La semaine dernière, un groupe de deux douzaines de jeunes Marocains s’est rendu en Israël dans une tentative apparente de « favoriser la paix », où ils ont parlé avec des diplomates israéliens actuels et anciens, dont le président de la Knesset Amir Ohana, ont visité des sites historiques à Jérusalem et en Cisjordanie occupée, et ont visité des zones du sud d’Israël touchées par les attaques du 7 octobre.

Le voyage n’a guère attiré l’attention des Israéliens et des Palestiniens, mais a suscité la fureur au Maroc, où le sentiment anti-israélien n’a cessé de croître en raison de l’offensive sanglante menée par Israël depuis neuf mois à Gaza.

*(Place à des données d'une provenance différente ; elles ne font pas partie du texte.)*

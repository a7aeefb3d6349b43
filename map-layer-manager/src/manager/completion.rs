//! Completion of a render request.
//!
//! Reconciliation itself is synchronous. What the caller waits for is the
//! map finishing its next render pass after the changes were submitted; that
//! wait is a single-shot channel fired by the map's render notification.

use std::fmt;
use std::future::{Future, IntoFuture};
use std::pin::Pin;
use std::time::Duration;

use tokio::sync::oneshot;

use crate::error::{LayerManagerError, Result};

/// Boxed future type returned by [`RenderCompletion::into_future`].
pub type BoxFuture<'a, T> = Pin<Box<dyn Future<Output = T> + Send + 'a>>;

/// What one reconciliation pass changed in the map.
#[derive(Debug, Clone, Copy, Default, PartialEq, Eq)]
pub struct ReconcileSummary {
    /// Sources added because a requested layer needs them.
    pub sources_added: usize,
    /// Declared sources removed because no requested layer needs them.
    pub sources_removed: usize,
    /// Declared layers removed, including requested layers cleared for re-adding.
    pub layers_removed: usize,
    /// Requested layers added.
    pub layers_added: usize,
    /// Layers moved into the requested order.
    pub layers_moved: usize,
}

impl fmt::Display for ReconcileSummary {
    fn fmt(&self, f: &mut fmt::Formatter<'_>) -> fmt::Result {
        write!(
            f,
            "sources +{} -{}, layers +{} -{}, {} moved",
            self.sources_added,
            self.sources_removed,
            self.layers_added,
            self.layers_removed,
            self.layers_moved
        )
    }
}

/// Pending completion of a render request.
///
/// Resolves once the map reports its next completed render. Awaiting it
/// directly is the same as calling [`wait`](Self::wait).
#[derive(Debug)]
pub struct RenderCompletion {
    receiver: oneshot::Receiver<()>,
    timeout: Option<Duration>,
    summary: ReconcileSummary,
}

impl RenderCompletion {
    pub(crate) fn new(
        receiver: oneshot::Receiver<()>,
        timeout: Option<Duration>,
        summary: ReconcileSummary,
    ) -> Self {
        Self {
            receiver,
            timeout,
            summary,
        }
    }

    /// What the reconciliation pass changed.
    pub fn summary(&self) -> ReconcileSummary {
        self.summary
    }

    /// Wait for the map's next completed render.
    ///
    /// Without a configured timeout this waits for as long as the map takes.
    pub async fn wait(self) -> Result<()> {
        match self.timeout {
            None => self
                .receiver
                .await
                .map_err(|_| LayerManagerError::RenderSignalDropped),
            Some(limit) => match tokio::time::timeout(limit, self.receiver).await {
                Ok(signal) => signal.map_err(|_| LayerManagerError::RenderSignalDropped),
                Err(_) => Err(LayerManagerError::RenderTimeout(limit)),
            },
        }
    }
}

impl IntoFuture for RenderCompletion {
    type Output = Result<()>;
    type IntoFuture = BoxFuture<'static, Result<()>>;

    fn into_future(self) -> Self::IntoFuture {
        Box::pin(self.wait())
    }
}
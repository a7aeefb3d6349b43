//! Named filter fragments multiplexed onto a single layer filter.
//!
//! A style layer has exactly one filter slot. Several independent callers
//! (a search box, a date slider, a category toggle) each want their own
//! condition on the same layer, so each owns a named fragment and the layer's
//! applied filter is always the `"all"` of every fragment it currently has.
//!
//! ```text
//! "default" ─► ["==", "kind", "park"]  ─┐
//! "extra"   ─► [">", "area", 1000]     ─┼─► ["all", [...], [...]]  ─► set_filter
//! ```
//!
//! Fragment order is the order in which fragment names were first inserted.

use std::collections::HashMap;

use serde_json::Value;

/// Fragment name used when the caller does not pick one.
pub const DEFAULT_FILTER_NAME: &str = "default";

/// The named fragments of one layer, in insertion order.
#[derive(Debug, Clone, Default, PartialEq)]
pub struct FilterFragments {
    fragments: Vec<(String, Value)>,
}

impl FilterFragments {
    /// Insert or replace a fragment. A replaced fragment keeps its position.
    pub fn upsert(&mut self, name: &str, expression: Value) {
        match self.fragments.iter_mut().find(|(n, _)| n == name) {
            Some((_, existing)) => *existing = expression,
            None => self.fragments.push((name.to_string(), expression)),
        }
    }

    /// Remove a fragment, returning its expression if it existed.
    pub fn remove(&mut self, name: &str) -> Option<Value> {
        let position = self.fragments.iter().position(|(n, _)| n == name)?;
        Some(self.fragments.remove(position).1)
    }

    /// Look up a fragment by name.
    pub fn get(&self, name: &str) -> Option<&Value> {
        self.fragments
            .iter()
            .find(|(n, _)| n == name)
            .map(|(_, expression)| expression)
    }

    /// Iterate `(name, expression)` pairs in insertion order.
    pub fn iter(&self) -> impl Iterator<Item = (&str, &Value)> {
        self.fragments.iter().map(|(n, e)| (n.as_str(), e))
    }

    pub fn len(&self) -> usize {
        self.fragments.len()
    }

    pub fn is_empty(&self) -> bool {
        self.fragments.is_empty()
    }

    /// The combined filter: `["all", f1, f2, ...]`.
    ///
    /// Returns `None` when there are no fragments; the layer's filter is then
    /// cleared rather than set to a zero-term `"all"`.
    pub fn conjunction(&self) -> Option<Value> {
        if self.fragments.is_empty() {
            return None;
        }
        let mut terms = Vec::with_capacity(self.fragments.len() + 1);
        terms.push(Value::String("all".to_string()));
        terms.extend(self.fragments.iter().map(|(_, e)| e.clone()));
        Some(Value::Array(terms))
    }
}

/// Fragments for every layer the component has filtered.
#[derive(Debug, Clone, Default)]
pub struct FilterTable {
    layers: HashMap<String, FilterFragments>,
}

impl FilterTable {
    pub fn new() -> Self {
        Self::default()
    }

    /// Upsert a fragment, creating the layer's entry on first use.
    ///
    /// Returns the layer's new combined filter.
    pub fn upsert(&mut self, layer_id: &str, name: &str, expression: Value) -> Option<Value> {
        let fragments = self.layers.entry(layer_id.to_string()).or_default();
        fragments.upsert(name, expression);
        fragments.conjunction()
    }

    /// Remove a fragment from a layer that already has an entry.
    ///
    /// Returns `None` if the layer has no entry at all, otherwise
    /// `Some(combined)` where `combined` is the recomputed filter. Dropping
    /// the last fragment also drops the layer's entry.
    pub fn remove(&mut self, layer_id: &str, name: &str) -> Option<Option<Value>> {
        let fragments = self.layers.get_mut(layer_id)?;
        fragments.remove(name);
        let combined = fragments.conjunction();
        if fragments.is_empty() {
            self.layers.remove(layer_id);
        }
        Some(combined)
    }

    /// Drop every fragment of a layer, returning what was stored.
    pub fn clear_layer(&mut self, layer_id: &str) -> Option<FilterFragments> {
        self.layers.remove(layer_id)
    }

    /// Fragments for one layer.
    pub fn get(&self, layer_id: &str) -> Option<&FilterFragments> {
        self.layers.get(layer_id)
    }

    /// Whether the layer has an entry.
    pub fn contains(&self, layer_id: &str) -> bool {
        self.layers.contains_key(layer_id)
    }

    /// Combined filter for one layer, if it has any fragments.
    pub fn conjunction(&self, layer_id: &str) -> Option<Value> {
        self.layers.get(layer_id).and_then(FilterFragments::conjunction)
    }

    /// Iterate `(layer_id, fragments)` pairs in no particular order.
    pub fn iter(&self) -> impl Iterator<Item = (&str, &FilterFragments)> {
        self.layers.iter().map(|(id, f)| (id.as_str(), f))
    }

    pub fn len(&self) -> usize {
        self.layers.len()
    }

    pub fn is_empty(&self) -> bool {
        self.layers.is_empty()
    }
}

#[cfg(test)]
mod tests {
    use super::*;
    use serde_json::json;

    #[test]
    fn test_conjunction_in_insertion_order() {
        let mut table = FilterTable::new();
        table.upsert("L", DEFAULT_FILTER_NAME, json!(["==", "a", 1]));
        let combined = table.upsert("L", "extra", json!(["==", "b", 2]));

        assert_eq!(
            combined,
            Some(json!(["all", ["==", "a", 1], ["==", "b", 2]]))
        );
    }

    #[test]
    fn test_upsert_keeps_position() {
        let mut fragments = FilterFragments::default();
        fragments.upsert("first", json!(1));
        fragments.upsert("second", json!(2));
        fragments.upsert("first", json!(3));

        let names: Vec<&str> = fragments.iter().map(|(n, _)| n).collect();
        assert_eq!(names, vec!["first", "second"]);
        assert_eq!(fragments.conjunction(), Some(json!(["all", 3, 2])));
    }

    #[test]
    fn test_remove_recomputes() {
        let mut table = FilterTable::new();
        table.upsert("L", "default", json!("A"));
        table.upsert("L", "extra", json!("B"));

        assert_eq!(table.remove("L", "extra"), Some(Some(json!(["all", "A"]))));
        assert!(table.contains("L"));
    }

    #[test]
    fn test_remove_last_fragment_clears_entry() {
        let mut table = FilterTable::new();
        table.upsert("L", "default", json!("A"));

        assert_eq!(table.remove("L", "default"), Some(None));
        assert!(!table.contains("L"));
        assert!(table.conjunction("L").is_none());
    }

    #[test]
    fn test_remove_without_entry() {
        let mut table = FilterTable::new();
        assert_eq!(table.remove("L", "default"), None);
    }

    #[test]
    fn test_clear_layer() {
        let mut table = FilterTable::new();
        table.upsert("L", "default", json!("A"));
        table.upsert("L", "extra", json!("B"));
        table.upsert("M", "default", json!("C"));

        let cleared = table.clear_layer("L").map(|f| f.len());
        assert_eq!(cleared, Some(2));
        assert!(!table.contains("L"));
        assert_eq!(table.conjunction("M"), Some(json!(["all", "C"])));
        assert!(table.clear_layer("L").is_none());
    }

    #[test]
    fn test_remove_unknown_name_keeps_filter() {
        let mut table = FilterTable::new();
        table.upsert("L", "default", json!("A"));

        assert_eq!(table.remove("L", "nope"), Some(Some(json!(["all", "A"]))));
    }
}
//! Logging setup for applications embedding the layer manager.
//!
//! The manager itself only emits `tracing` events. Applications that do not
//! already install a subscriber can call [`init_logging`] once at startup:
//!
//! ```ignore
//! use map_layer_manager::logging::{init_logging, LoggingConfig};
//!
//! let _guard = init_logging(&LoggingConfig::default().with_log_dir("/tmp/maps"))?;
//! ```
//!
//! `RUST_LOG` takes precedence over the configured default directive.

use std::path::PathBuf;

use thiserror::Error;
use tracing_appender::non_blocking::WorkerGuard;
use tracing_subscriber::fmt::time::LocalTime;
use tracing_subscriber::EnvFilter;

/// Default filter directive when `RUST_LOG` is unset.
pub const DEFAULT_LOG_DIRECTIVE: &str = "map_layer_manager=info";

/// File name prefix for rolling log files.
pub const LOG_FILE_PREFIX: &str = "map-layer-manager.log";

/// Errors raised while installing the subscriber.
#[derive(Debug, Error)]
pub enum LoggingError {
    /// A global subscriber is already installed.
    #[error("A global tracing subscriber is already installed")]
    AlreadyInitialized,

    /// The default directive could not be parsed.
    #[error("Invalid log directive '{directive}': {reason}")]
    InvalidDirective { directive: String, reason: String },
}

/// Logging configuration.
#[derive(Clone, Debug)]
pub struct LoggingConfig {
    /// Filter directive used when `RUST_LOG` is unset.
    pub directive: String,

    /// Directory for daily-rolling log files. `None` logs to stderr.
    pub log_dir: Option<PathBuf>,
}

impl Default for LoggingConfig {
    fn default() -> Self {
        Self {
            directive: DEFAULT_LOG_DIRECTIVE.to_string(),
            log_dir: None,
        }
    }
}

impl LoggingConfig {
    /// Set the default filter directive.
    pub fn with_directive(mut self, directive: impl Into<String>) -> Self {
        self.directive = directive.into();
        self
    }

    /// Write logs to daily-rolling files in `dir` instead of stderr.
    pub fn with_log_dir(mut self, dir: impl Into<PathBuf>) -> Self {
        self.log_dir = Some(dir.into());
        self
    }

    fn env_filter(&self) -> Result<EnvFilter, LoggingError> {
        if let Ok(filter) = EnvFilter::try_from_default_env() {
            return Ok(filter);
        }
        EnvFilter::try_new(&self.directive).map_err(|e| LoggingError::InvalidDirective {
            directive: self.directive.clone(),
            reason: e.to_string(),
        })
    }
}

/// Install the global `tracing` subscriber.
///
/// When logging to files, the returned guard must be kept alive for buffered
/// lines to be flushed.
pub fn init_logging(config: &LoggingConfig) -> Result<Option<WorkerGuard>, LoggingError> {
    let filter = config.env_filter()?;
    let builder = tracing_subscriber::fmt()
        .with_env_filter(filter)
        .with_timer(LocalTime::rfc_3339())
        .with_target(true);

    match &config.log_dir {
        Some(dir) => {
            let appender = tracing_appender::rolling::daily(dir, LOG_FILE_PREFIX);
            let (writer, guard) = tracing_appender::non_blocking(appender);
            builder
                .with_ansi(false)
                .with_writer(writer)
                .try_init()
                .map_err(|_| LoggingError::AlreadyInitialized)?;
            Ok(Some(guard))
        }
        None => {
            builder
                .with_writer(std::io::stderr)
                .try_init()
                .map_err(|_| LoggingError::AlreadyInitialized)?;
            Ok(None)
        }
    }
}
//! Reconciliation of the map against a requested layer order.
//!
//! A render request names the layers that should be drawn, bottom to top.
//! One pass runs these steps against the bound map, in order:
//!
//! 1. Collect the sources the requested layers declare.
//! 2. Add the collected sources the map does not have yet.
//! 3. Remove declared layers that were not requested.
//! 4. Remove declared sources that were not collected.
//! 5. Remove requested declared layers that are already in the map.
//! 6. Add the requested layers, applying per-layer overrides.
//! 7. Move the requested layers into the requested order.
//!
//! Layers and sources the manager was never told about are left alone.
//! Every requested layer is removed and re-added on every pass; there is no
//! update in place. A map failure aborts the pass and earlier steps stay
//! applied.

use std::collections::{HashMap, HashSet};

use tokio::sync::oneshot;
use tracing::{debug, info, warn};

use super::{LayerManager, ReconcileSummary, RenderCompletion};
use crate::declaration::{LayerConfig, LayerDeclaration, SourceDeclaration};
use crate::error::{LayerManagerError, RenderStep, Result};
use crate::filter::{FilterTable, DEFAULT_FILTER_NAME};
use crate::map::{MapHandle, RenderNotifier};
use crate::registry::{ActiveCustom, DeclarationTable};

/// Per-layer overrides for a render request, keyed by layer id.
pub type LayerConfigs = HashMap<String, LayerConfig>;

impl<M: MapHandle> LayerManager<M> {
    /// Reconcile the map to `layer_ids` and wait for the next render.
    ///
    /// `layer_ids` is the requested draw order, bottom first. Entries of
    /// `layer_configs` override the matching layer's filter, layout and paint
    /// before it is added. New layers are inserted below `before_layer_id`
    /// when given.
    ///
    /// # Errors
    ///
    /// - [`LayerManagerError::MapNotInitialized`] if no map is bound
    /// - [`LayerManagerError::DuplicateLayerId`] if an id repeats
    /// - [`LayerManagerError::RenderFailed`] if the map rejects a mutation
    /// - [`LayerManagerError::RenderSignalDropped`] /
    ///   [`LayerManagerError::RenderTimeout`] while waiting for the render
    pub async fn render_ordered_layers<S: AsRef<str>>(
        &mut self,
        layer_ids: &[S],
        layer_configs: Option<&LayerConfigs>,
        before_layer_id: Option<&str>,
    ) -> Result<()> {
        self.reconcile(layer_ids, layer_configs, before_layer_id)?
            .await
    }

    /// Run the reconciliation pass without waiting for the render.
    ///
    /// The returned [`RenderCompletion`] resolves once the map fires the
    /// notifier registered at the end of the pass.
    pub fn reconcile<S: AsRef<str>>(
        &mut self,
        layer_ids: &[S],
        layer_configs: Option<&LayerConfigs>,
        before_layer_id: Option<&str>,
    ) -> Result<RenderCompletion> {
        let map = self
            .map
            .as_mut()
            .ok_or(LayerManagerError::MapNotInitialized)?;

        let requested: Vec<&str> = layer_ids.iter().map(AsRef::as_ref).collect();
        let mut seen = HashSet::with_capacity(requested.len());
        if let Some(duplicate) = requested.iter().find(|id| !seen.insert(**id)) {
            return Err(LayerManagerError::DuplicateLayerId(duplicate.to_string()));
        }

        let mut pass = Pass {
            map,
            sources: &self.sources,
            layers: &mut self.layers,
            active: &mut self.active,
            filters: &mut self.filters,
            summary: ReconcileSummary::default(),
        };

        let required = pass.required_sources(&requested);
        pass.add_missing_sources(&required)
            .map_err(LayerManagerError::at(RenderStep::AddSources))?;
        pass.remove_unused_layers(&seen)
            .map_err(LayerManagerError::at(RenderStep::RemoveLayers))?;
        pass.remove_unused_sources(&required)
            .map_err(LayerManagerError::at(RenderStep::RemoveSources))?;
        pass.clear_requested(&requested)
            .map_err(LayerManagerError::at(RenderStep::ClearRequested))?;
        pass.add_requested(&requested, layer_configs, before_layer_id)
            .map_err(LayerManagerError::at(RenderStep::AddLayers))?;
        pass.reorder(&requested)
            .map_err(LayerManagerError::at(RenderStep::Reorder))?;

        let summary = pass.summary;
        let (sender, receiver) = oneshot::channel();
        pass.map.on_next_render(RenderNotifier::new(sender));

        info!(layers = requested.len(), %summary, "Reconciled map layers");
        Ok(RenderCompletion::new(receiver, self.render_timeout, summary))
    }
}

/// Borrowed state for one reconciliation pass.
struct Pass<'a, M> {
    map: &'a mut M,
    sources: &'a DeclarationTable<SourceDeclaration>,
    layers: &'a mut DeclarationTable<LayerDeclaration>,
    active: &'a mut ActiveCustom,
    filters: &'a mut FilterTable,
    summary: ReconcileSummary,
}

type StepResult = std::result::Result<(), crate::map::MapError>;

impl<M: MapHandle> Pass<'_, M> {
    /// Source ids declared by the requested layers, first occurrence first.
    fn required_sources(&self, requested: &[&str]) -> Vec<String> {
        let mut required: Vec<String> = Vec::new();
        for layer_id in requested {
            let Some(source_id) = self.layers.get(layer_id).and_then(|l| l.source.as_deref())
            else {
                continue;
            };
            if !required.iter().any(|s| s == source_id) {
                required.push(source_id.to_string());
            }
        }
        required
    }

    fn add_missing_sources(&mut self, required: &[String]) -> StepResult {
        for source_id in required {
            if self.map.has_source(source_id) {
                continue;
            }
            let Some(declaration) = self.sources.get(source_id) else {
                warn!(source_id = %source_id, "Required source has no declaration, skipping");
                continue;
            };
            self.map.add_source(source_id, &declaration.source)?;
            self.active.mark_source(source_id);
            self.summary.sources_added += 1;
            debug!(source_id = %source_id, "Added required source");
        }
        Ok(())
    }

    fn remove_unused_layers(&mut self, requested: &HashSet<&str>) -> StepResult {
        for layer_id in self.map.style().layers {
            if requested.contains(layer_id.as_str()) || !self.layers.contains(&layer_id) {
                continue;
            }
            self.map.remove_layer(&layer_id)?;
            self.active.unmark_layer(&layer_id);
            self.summary.layers_removed += 1;
            debug!(layer_id = %layer_id, "Removed unused layer");
        }
        Ok(())
    }

    fn remove_unused_sources(&mut self, required: &[String]) -> StepResult {
        for source_id in self.map.style().sources {
            if required.contains(&source_id) || !self.sources.contains(&source_id) {
                continue;
            }
            self.map.remove_source(&source_id)?;
            self.active.unmark_source(&source_id);
            self.summary.sources_removed += 1;
            debug!(source_id = %source_id, "Removed unused source");
        }
        Ok(())
    }

    fn clear_requested(&mut self, requested: &[&str]) -> StepResult {
        for &layer_id in requested {
            if !self.layers.contains(layer_id) || !self.map.has_layer(layer_id) {
                continue;
            }
            self.map.remove_layer(layer_id)?;
            self.active.unmark_layer(layer_id);
            self.summary.layers_removed += 1;
        }
        Ok(())
    }

    fn add_requested(
        &mut self,
        requested: &[&str],
        layer_configs: Option<&LayerConfigs>,
        before_layer_id: Option<&str>,
    ) -> StepResult {
        for &layer_id in requested {
            let Some(layer) = self.layers.get_mut(layer_id) else {
                debug!(layer_id, "Requested layer has no declaration, skipping");
                continue;
            };

            if let Some(config) = layer_configs.and_then(|c| c.get(layer_id)) {
                if let Some(filter) = &config.filter {
                    self.filters
                        .upsert(layer_id, DEFAULT_FILTER_NAME, filter.clone());
                }
                layer.apply_overrides(config);
            }
            if let Some(combined) = self.filters.conjunction(layer_id) {
                layer.filter = Some(combined);
            }

            self.map.add_layer(layer, before_layer_id)?;
            self.active.mark_layer(layer_id);
            self.summary.layers_added += 1;
        }
        Ok(())
    }

    /// Stack the requested layers so each one sits directly below the next.
    ///
    /// The topmost requested layer stays where it was added; ids missing
    /// from the map are skipped.
    fn reorder(&mut self, requested: &[&str]) -> StepResult {
        let present: Vec<&str> = requested
            .iter()
            .copied()
            .filter(|id| self.map.has_layer(id))
            .collect();

        for pair in present.windows(2).rev() {
            let (below, above) = (pair[0], pair[1]);
            self.map.move_layer(below, Some(above))?;
            self.summary.layers_moved += 1;
        }
        Ok(())
    }
}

Plusieurs Marocains, dont une source proche du roi Mohammed VI, ont déclaré à Middle East Eye qu’ils étaient indignés par la visite de la délégation intervenant à un moment où les appels se multiplient en faveur d’un cessez-le-feu immédiat et global.

« La visite aurait dû être annulée et les médias israéliens n’auraient pas dû en faire autant de publicité qu’ils l’ont fait », a déclaré à MEE la source politique sous couvert d’anonymat, n’étant pas autorisée à parler aux médias.

« Cet événement [intervient] à un moment où les appels se multiplient, tant au niveau régional qu’international, en faveur d’un cessez-le-feu. Ce coup de théâtre n’aidera pas l’image du Maroc, ni au niveau national, ni au niveau régional », a ajouté la source.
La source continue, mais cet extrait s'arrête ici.